━━ Source records ━━
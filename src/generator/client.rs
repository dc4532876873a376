//! OpenAI-compatible chat-completions client for quote generation.
//!
//! [`QuoteGenerator::request_quote`] returns an explicit
//! [`GenerationOutcome`]; [`QuoteGenerator::generate`] substitutes a fallback
//! quote for every failure so callers always receive usable text.

use crate::config::GeneratorConfig;
use crate::generator::QuoteSource;
use crate::generator::picker::Picker;
use crate::generator::prompts::{FALLBACK_QUOTES, SYSTEM_PROMPT, USER_PROMPTS};
use async_trait::async_trait;
use serde::{Deserialize, Serialize};
use std::time::{Duration, Instant};
use tracing::{debug, warn};

/// Used if the fallback pool is ever empty.
const LAST_RESORT_QUOTE: &str =
    "Try a sunset picnic with your favorite foods and a great view - simple but memorable.";

// ---------------------------------------------------------------------------
// Wire types
// ---------------------------------------------------------------------------

/// Chat-completions request body.
#[derive(Debug, Clone, Serialize)]
pub struct ChatCompletionRequest {
    /// Model ID to use for completion.
    pub model: String,
    /// Conversation messages.
    pub messages: Vec<ChatMessage>,
    /// Maximum number of tokens to generate.
    pub max_tokens: u32,
    /// Sampling temperature.
    pub temperature: f64,
}

/// A single message in a chat conversation.
#[derive(Debug, Clone, PartialEq, Serialize)]
pub struct ChatMessage {
    /// The role of the message author (`system`, `user`, `assistant`).
    pub role: String,
    /// The content of the message.
    pub content: String,
}

/// The subset of a chat-completions response the generator reads.
#[derive(Debug, Clone, Deserialize)]
struct ChatCompletionResponse {
    #[serde(default)]
    choices: Vec<Choice>,
}

#[derive(Debug, Clone, Deserialize)]
struct Choice {
    message: ChoiceMessage,
}

#[derive(Debug, Clone, Deserialize)]
struct ChoiceMessage {
    #[serde(default)]
    content: Option<String>,
}

// ---------------------------------------------------------------------------
// Errors
// ---------------------------------------------------------------------------

/// Why a provider call produced no quote.
#[derive(Debug, Clone, PartialEq, Eq, thiserror::Error)]
pub enum GenerationError {
    /// Connection or transport failure.
    #[error("request failed: {0}")]
    Request(String),
    /// No response within the configured timeout.
    #[error("request timed out after {0:?}")]
    Timeout(Duration),
    /// Provider answered with a non-success status.
    #[error("provider returned HTTP {status}: {message}")]
    Status {
        /// HTTP status code.
        status: u16,
        /// Error message extracted from the body.
        message: String,
    },
    /// Body did not contain generated text at `choices[0].message.content`.
    #[error("malformed response: {0}")]
    MalformedResponse(String),
}

/// Result of one provider call.
pub type GenerationOutcome = Result<String, GenerationError>;

// ---------------------------------------------------------------------------
// QuoteGenerator
// ---------------------------------------------------------------------------

/// Quote source backed by a chat-completions endpoint.
pub struct QuoteGenerator {
    config: GeneratorConfig,
    client: reqwest::Client,
    prompts: Picker,
    fallbacks: Picker,
}

impl std::fmt::Debug for QuoteGenerator {
    fn fmt(&self, f: &mut std::fmt::Formatter<'_>) -> std::fmt::Result {
        f.debug_struct("QuoteGenerator")
            .field("endpoint", &self.config.endpoint)
            .field("model", &self.config.model)
            .field("prompt_variety", &self.prompts.variety())
            .field("fallback_variety", &self.fallbacks.variety())
            .finish()
    }
}

impl QuoteGenerator {
    /// Create a generator with entropy-seeded pickers.
    pub fn new(config: GeneratorConfig) -> Self {
        let prompts = Picker::new(config.prompt_variety);
        let fallbacks = Picker::new(config.fallback_variety);
        Self::with_pickers(config, prompts, fallbacks)
    }

    /// Create a generator with explicit pickers (seeded in tests).
    pub fn with_pickers(config: GeneratorConfig, prompts: Picker, fallbacks: Picker) -> Self {
        let client = reqwest::Client::builder()
            .timeout(config.timeout())
            .build()
            .unwrap_or_else(|e| {
                warn!("cannot build HTTP client with timeout, using defaults: {e}");
                reqwest::Client::new()
            });
        Self {
            config,
            client,
            prompts,
            fallbacks,
        }
    }

    /// Build the request body, selecting the user prompt.
    pub fn build_request(&self) -> ChatCompletionRequest {
        let user_prompt = self.prompts.pick(USER_PROMPTS).unwrap_or_default();
        ChatCompletionRequest {
            model: self.config.model.clone(),
            messages: vec![
                ChatMessage {
                    role: "system".to_owned(),
                    content: SYSTEM_PROMPT.to_owned(),
                },
                ChatMessage {
                    role: "user".to_owned(),
                    content: user_prompt.to_owned(),
                },
            ],
            max_tokens: self.config.max_tokens,
            temperature: self.config.temperature,
        }
    }

    /// Call the provider once.
    pub async fn request_quote(&self) -> GenerationOutcome {
        let body = self.build_request();
        let timeout = self.config.timeout();

        let response = self
            .client
            .post(&self.config.endpoint)
            .header("Authorization", format!("Bearer {}", self.config.api_key))
            .json(&body)
            .send()
            .await
            .map_err(|e| map_transport_error(&e, timeout))?;

        let status = response.status();
        let text = response
            .text()
            .await
            .map_err(|e| map_transport_error(&e, timeout))?;

        if !status.is_success() {
            return Err(GenerationError::Status {
                status: status.as_u16(),
                message: extract_error_message(&text),
            });
        }

        extract_quote(&text)
    }

    /// A fallback quote from the configured pool.
    pub fn fallback(&self) -> &'static str {
        self.fallbacks
            .pick(FALLBACK_QUOTES)
            .unwrap_or(LAST_RESORT_QUOTE)
    }
}

#[async_trait]
impl QuoteSource for QuoteGenerator {
    async fn generate(&self) -> String {
        let started = Instant::now();
        match self.request_quote().await {
            Ok(quote) => {
                debug!(
                    elapsed_ms = started.elapsed().as_millis() as u64,
                    "quote generated"
                );
                quote
            }
            Err(e) => {
                let fallback = self.fallback();
                warn!(error = %e, "quote generation failed, using fallback");
                fallback.to_owned()
            }
        }
    }
}

fn map_transport_error(e: &reqwest::Error, timeout: Duration) -> GenerationError {
    if e.is_timeout() {
        GenerationError::Timeout(timeout)
    } else {
        GenerationError::Request(e.to_string())
    }
}

/// Pull trimmed text from `choices[0].message.content`.
fn extract_quote(body: &str) -> GenerationOutcome {
    let parsed: ChatCompletionResponse = serde_json::from_str(body)
        .map_err(|e| GenerationError::MalformedResponse(format!("invalid JSON: {e}")))?;

    let content = parsed
        .choices
        .into_iter()
        .next()
        .ok_or_else(|| GenerationError::MalformedResponse("no choices".to_owned()))?
        .message
        .content
        .ok_or_else(|| GenerationError::MalformedResponse("missing message content".to_owned()))?;

    let quote = content.trim();
    if quote.is_empty() {
        return Err(GenerationError::MalformedResponse(
            "empty message content".to_owned(),
        ));
    }
    Ok(quote.to_owned())
}

/// Extract an error message from an OpenAI-style error body.
fn extract_error_message(body: &str) -> String {
    serde_json::from_str::<serde_json::Value>(body)
        .ok()
        .and_then(|v| {
            v.get("error")
                .and_then(|e| e.get("message"))
                .and_then(|m| m.as_str())
                .map(String::from)
        })
        .unwrap_or_else(|| body.trim().to_owned())
}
━━━
Work required ::
Your reply must consist of a number alone: the count of lines in the listing that contain the string "using".

Exercise answer ::
2